The answer must consist of every line from the data that holds "root".

---

use std::fs;
use std::path::Path;

use boss_content::{BossLoader, warden};
use boss_core::{Boss, Vec3};

const ABILITIES: &str = r#"(abilities: [
    (id: "BasicAttack", damage: 30.0, range: 3.0, cooldown: 0.0, cast_time: 0.0, kind: Melee),
    (id: "Bolt", damage: 60.0, range: 25.0, cooldown: 3.0, cast_time: 0.5, kind: Ranged(projectile_speed: 10.0)),
])"#;

const PHASES: &str = r#"(phases: [
    (name: "Calm", health_threshold_percent: 100.0, damage_multiplier: 1.0, speed_multiplier: 1.0, abilities: ["BasicAttack"]),
    (name: "Angry", health_threshold_percent: 50.0, damage_multiplier: 1.5, speed_multiplier: 1.0, abilities: ["BasicAttack", "Bolt"]),
])"#;

fn write_boss(root: &Path, name: &str, phases: &str, config: Option<&str>) -> std::path::PathBuf {
    let dir = root.join(name);
    fs::create_dir_all(&dir).expect("create boss dir");
    fs::write(dir.join("abilities.ron"), ABILITIES).expect("write abilities");
    fs::write(dir.join("phases.ron"), phases).expect("write phases");
    if let Some(config) = config {
        fs::write(dir.join("config.toml"), config).expect("write config");
    }
    dir
}

#[test]
fn loads_directory_named_after_boss() {
    let root = tempfile::tempdir().expect("tempdir");
    let dir = write_boss(root.path(), "golem", PHASES, Some("max_health = 2000.0\n"));

    let definition = BossLoader::load_dir(&dir).expect("valid boss");
    assert_eq!(definition.name, "golem");
    assert_eq!(definition.config.max_health, 2_000.0);
    assert_eq!(definition.abilities.len(), 2);

    let boss = Boss::new(definition, Vec3::ZERO).expect("boss builds");
    assert_eq!(boss.max_health(), 2_000.0);
    assert!(boss.can_use("BasicAttack"));
    assert!(!boss.can_use("Bolt"));
}

#[test]
fn config_file_is_optional() {
    let root = tempfile::tempdir().expect("tempdir");
    let dir = write_boss(root.path(), "golem", PHASES, None);

    let definition = BossLoader::load_dir(&dir).expect("valid boss");
    assert_eq!(definition.config, boss_core::BossConfig::default());
}

#[test]
fn phase_with_unknown_ability_is_rejected() {
    let root = tempfile::tempdir().expect("tempdir");
    let phases = r#"(phases: [
        (name: "Calm", health_threshold_percent: 100.0, damage_multiplier: 1.0, speed_multiplier: 1.0, abilities: ["BasicAttack", "Meteor"]),
    ])"#;
    let dir = write_boss(root.path(), "golem", phases, None);

    let err = BossLoader::load_dir(&dir).expect_err("unknown ability");
    let message = err.to_string();
    assert!(message.contains("Meteor"), "{message}");
    assert!(message.contains("golem"), "{message}");
}

#[test]
fn missing_file_names_the_path() {
    let root = tempfile::tempdir().expect("tempdir");
    let dir = root.path().join("empty");
    fs::create_dir_all(&dir).expect("create dir");

    let err = BossLoader::load_dir(&dir).expect_err("no files");
    assert!(err.to_string().contains("abilities.ron"));
}

#[test]
fn warden_fights() {
    let definition = warden().expect("built-in warden");
    assert_eq!(definition.phases.len(), 4);
    assert_eq!(definition.config.patrol_points.len(), 4);

    let mut boss = Boss::new(definition, Vec3::ZERO).expect("warden builds");
    assert_eq!(boss.snapshot().phase_name, "Opening");
    assert!(boss.can_use("ChargeAttack"));
    assert!(!boss.can_use("UltimateAbility"));

    // 12000 max health: 9000 damage drops to 25%, inside the 40% phase.
    boss.apply_damage(9_000.0, Vec3::ZERO);
    assert_eq!(boss.phases().pending(), Some(2));
}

---

=== Answer to this task ===
fn write_boss(root: &Path, name: &str, phases: &str, config: Option<&str>) -> std::path::PathBuf {
    let dir = root.join(name);
    let root = tempfile::tempdir().expect("tempdir");
    let dir = write_boss(root.path(), "golem", PHASES, Some("max_health = 2000.0\n"));
    let root = tempfile::tempdir().expect("tempdir");
    let dir = write_boss(root.path(), "golem", PHASES, None);
    let root = tempfile::tempdir().expect("tempdir");
    let dir = write_boss(root.path(), "golem", phases, None);
    let root = tempfile::tempdir().expect("tempdir");
    let dir = root.path().join("empty");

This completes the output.